Frequently asked questions

What muscles does the archer push up work?

It primarily works the chest (pectoralis major, both the clavicular and sternal heads), with the anterior deltoids (front shoulders) and triceps acting as synergists. Because you press mostly through one arm, each side works harder than in a standard push up.

How wide should my hands be?

Set them wider than shoulder-width — wider than a standard push up. That gives the working arm room to bend deeply while the other arm extends out to the side.

Is the archer push up good for beginners?

It's an intermediate progression. If you can't do full reps yet, drop to your knees or do them on an incline against a bench or wall, then work toward full reps on the floor.

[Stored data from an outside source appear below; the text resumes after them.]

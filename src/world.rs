/// World management: a fixed grid of chunks plus viewport-driven
/// chunk selection for the painter's pipeline.
use crate::camera::Camera;
use crate::count_call;
use crate::perf::FRAME_COUNTERS;
use crate::voxel::{Chunk, ChunkDims};

/// World configuration parameters
#[derive(Debug, Clone)]
pub struct WorldConfig {
    /// Vertical levels per chunk (z axis)
    pub world_height: usize,
    /// World extent in chunks on each axis
    pub chunks_x: usize,
    pub chunks_y: usize,
    /// Chunk extent in blocks on each axis
    pub chunk_size_x: usize,
    pub chunk_size_y: usize,
    /// Screen pixels per block on the ground plane
    pub tile_size: i32,
    /// Extra selection band above the viewport, in pixels. Positive
    /// values shrink the top edge: rows just above the viewport cannot
    /// reach into it even at full stack height, so they are skipped.
    pub margin_top: i32,
    /// Extra selection band below the viewport, in pixels. Tall stacks
    /// anchored below the bottom edge still draw into it.
    pub margin_bottom: i32,
}

impl Default for WorldConfig {
    fn default() -> Self {
        Self {
            world_height: 20,
            chunks_x: 10,
            chunks_y: 10,
            chunk_size_x: 20,
            chunk_size_y: 20,
            tile_size: 16,
            margin_top: 160,
            margin_bottom: 64,
        }
    }
}

impl WorldConfig {
    #[inline]
    pub fn chunk_dims(&self) -> ChunkDims {
        ChunkDims {
            height: self.world_height,
            size_x: self.chunk_size_x,
            size_y: self.chunk_size_y,
        }
    }

    /// Footprint of one chunk in screen pixels, per axis.
    #[inline]
    pub fn chunk_px(&self) -> (i32, i32) {
        (
            self.chunk_size_x as i32 * self.tile_size,
            self.chunk_size_y as i32 * self.tile_size,
        )
    }
}

/// The generated voxel world. Immutable once generation has finished;
/// the frame loop only ever reads it.
pub struct World {
    config: WorldConfig,
    /// Row-major by chunk x: index = cx * chunks_y + cy
    chunks: Vec<Chunk>,
}

impl World {
    /// Assemble a world from pre-built chunks in grid order
    /// (cx outer, cy inner). Normally called by the terrain generator.
    pub fn new(config: WorldConfig, chunks: Vec<Chunk>) -> Self {
        debug_assert_eq!(chunks.len(), config.chunks_x * config.chunks_y);
        Self { config, chunks }
    }

    #[inline]
    pub fn config(&self) -> &WorldConfig {
        &self.config
    }

    #[inline]
    pub fn chunk(&self, cx: usize, cy: usize) -> &Chunk {
        &self.chunks[cx * self.config.chunks_y + cy]
    }

    #[inline]
    pub fn chunk_mut(&mut self, cx: usize, cy: usize) -> &mut Chunk {
        &mut self.chunks[cx * self.config.chunks_y + cy]
    }

    pub fn chunk_count(&self) -> usize {
        self.chunks.len()
    }

    /// All chunks in grid order (for benchmarking/testing)
    pub fn all_chunks(&self) -> Vec<&Chunk> {
        self.chunks.iter().collect()
    }

    /// Select the chunks whose screen footprint can intersect the
    /// viewport for the given camera offset. Pure pixel math on the
    /// unrotated grid; recomputed every frame, no caching.
    ///
    /// Chunks are returned in x-outer, y-inner order. The draw-list
    /// build keeps this order for blocks with equal depth keys.
    pub fn visible_chunks(
        &self,
        camera: &Camera,
        viewport_width: u32,
        viewport_height: u32,
    ) -> Vec<&Chunk> {
        let (chunk_px_x, chunk_px_y) = self.config.chunk_px();
        let cam = camera.offset;

        let start_x = cam.x.div_euclid(chunk_px_x);
        let end_x = ceil_div(cam.x + viewport_width as i32, chunk_px_x);
        let start_y = (cam.y + self.config.margin_top).div_euclid(chunk_px_y);
        let end_y = ceil_div(
            cam.y + viewport_height as i32 + self.config.margin_bottom,
            chunk_px_y,
        );

        // Clip to the world's chunk grid; a fully off-world viewport
        // yields an empty range.
        let start_x = start_x.max(0) as usize;
        let end_x = end_x.clamp(0, self.config.chunks_x as i32) as usize;
        let start_y = start_y.max(0) as usize;
        let end_y = end_y.clamp(0, self.config.chunks_y as i32) as usize;

        let mut selected = Vec::with_capacity(
            end_x.saturating_sub(start_x) * end_y.saturating_sub(start_y),
        );
        for cx in start_x..end_x {
            for cy in start_y..end_y {
                count_call!(FRAME_COUNTERS.chunks_selected);
                selected.push(self.chunk(cx, cy));
            }
        }
        selected
    }
}

/// Ceiling division that agrees with float ceil for negative operands.
#[inline]
fn ceil_div(a: i32, b: i32) -> i32 {
    debug_assert!(b > 0);
    (a + b - 1).div_euclid(b)
}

What's a good alternative to the archer push up?

The standard push up is the easier step below it, and the one-arm push up is the harder step above. The archer push up sits between them as a way to build single-arm pressing strength.

How many sets and reps should I do?

Aim for 3 to 4 sets of 5 to 10 reps per side, keeping form strict. Reduce the reps or use an incline if your form breaks down before you reach the target.